§ **AVAILABLE DATA**:
------------

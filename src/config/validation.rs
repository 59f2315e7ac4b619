//! Configuration validation.
//!
//! # Responsibilities
//! - Semantic validation (serde handles syntactic)
//! - Validate value ranges (timeouts > 0, polling interval below deadline)
//! - Check that configured addresses decode
//!
//! # Design Decisions
//! - Returns all validation errors, not just first
//! - Validation is pure function: ClientConfig → Result<(), Vec<ValidationError>>

use std::fmt;

use crate::codec::TronAddress;
use crate::config::schema::ClientConfig;

/// A single semantic problem in a configuration.
#[derive(Debug, Clone, PartialEq, Eq)]
pub struct ValidationError {
    /// Dotted path of the offending field.
    pub field: &'static str,
    /// What is wrong with it.
    pub message: String,
}

impl ValidationError {
    fn new(field: &'static str, message: impl Into<String>) -> Self {
        Self {
            field,
            message: message.into(),
        }
    }
}

impl fmt::Display for ValidationError {
    fn fmt(&self, f: &mut fmt::Formatter<'_>) -> fmt::Result {
        write!(f, "{}: {}", self.field, self.message)
    }
}

/// Check a parsed configuration for semantic errors.
pub fn validate_config(config: &ClientConfig) -> Result<(), Vec<ValidationError>> {
    let mut errors = Vec::new();

    match url::Url::parse(&config.rpc.base_url) {
        Ok(url) if url.scheme() == "http" || url.scheme() == "https" => {}
        Ok(url) => errors.push(ValidationError::new(
            "rpc.base_url",
            format!("unsupported scheme '{}'", url.scheme()),
        )),
        Err(e) => errors.push(ValidationError::new("rpc.base_url", e.to_string())),
    }

    if config.rpc.connect_timeout_secs == 0 {
        errors.push(ValidationError::new("rpc.connect_timeout_secs", "must be > 0"));
    }
    if config.rpc.request_timeout_secs == 0 {
        errors.push(ValidationError::new("rpc.request_timeout_secs", "must be > 0"));
    }
    if config.rpc.max_body_bytes == 0 {
        errors.push(ValidationError::new("rpc.max_body_bytes", "must be > 0"));
    }

    if config.polling.interval_ms == 0 {
        errors.push(ValidationError::new("polling.interval_ms", "must be > 0"));
    }
    if config.polling.max_wait() < config.polling.interval() {
        errors.push(ValidationError::new(
            "polling.max_wait_secs",
            "deadline is shorter than one polling interval",
        ));
    }

    if let Some(address) = &config.multicall.address {
        if let Err(e) = address.parse::<TronAddress>() {
            errors.push(ValidationError::new("multicall.address", e.to_string()));
        }
    }

    if errors.is_empty() {
        Ok(())
    } else {
        Err(errors)
    }
}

------------

§ **EXERCISE REQUIREMENTS**: From the line that has "(serde handles syntactic)" through the line that has "pub struct ValidationError", copy every line exactly as it appears above, and leave out all others.

§ **ANSWER TO THE EXERCISE**:
//! - Semantic validation (serde handles syntactic)
//! - Validate value ranges (timeouts > 0, polling interval below deadline)
//! - Check that configured addresses decode
//!
//! # Design Decisions
//! - Returns all validation errors, not just first
//! - Validation is pure function: ClientConfig → Result<(), Vec<ValidationError>>

use std::fmt;

use crate::codec::TronAddress;
use crate::config::schema::ClientConfig;

/// A single semantic problem in a configuration.
#[derive(Debug, Clone, PartialEq, Eq)]
pub struct ValidationError {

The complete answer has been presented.